# [What you have to do]
Please return the whole listing word for word.

════════

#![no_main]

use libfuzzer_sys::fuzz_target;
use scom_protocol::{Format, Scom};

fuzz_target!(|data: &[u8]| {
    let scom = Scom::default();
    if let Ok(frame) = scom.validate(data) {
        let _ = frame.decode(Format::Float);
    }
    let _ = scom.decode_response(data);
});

════════

# [Exercise response]
#![no_main]

use libfuzzer_sys::fuzz_target;
use scom_protocol::{Format, Scom};

fuzz_target!(|data: &[u8]| {
    let scom = Scom::default();
    if let Ok(frame) = scom.validate(data) {
        let _ = frame.decode(Format::Float);
    }
    let _ = scom.decode_response(data);
});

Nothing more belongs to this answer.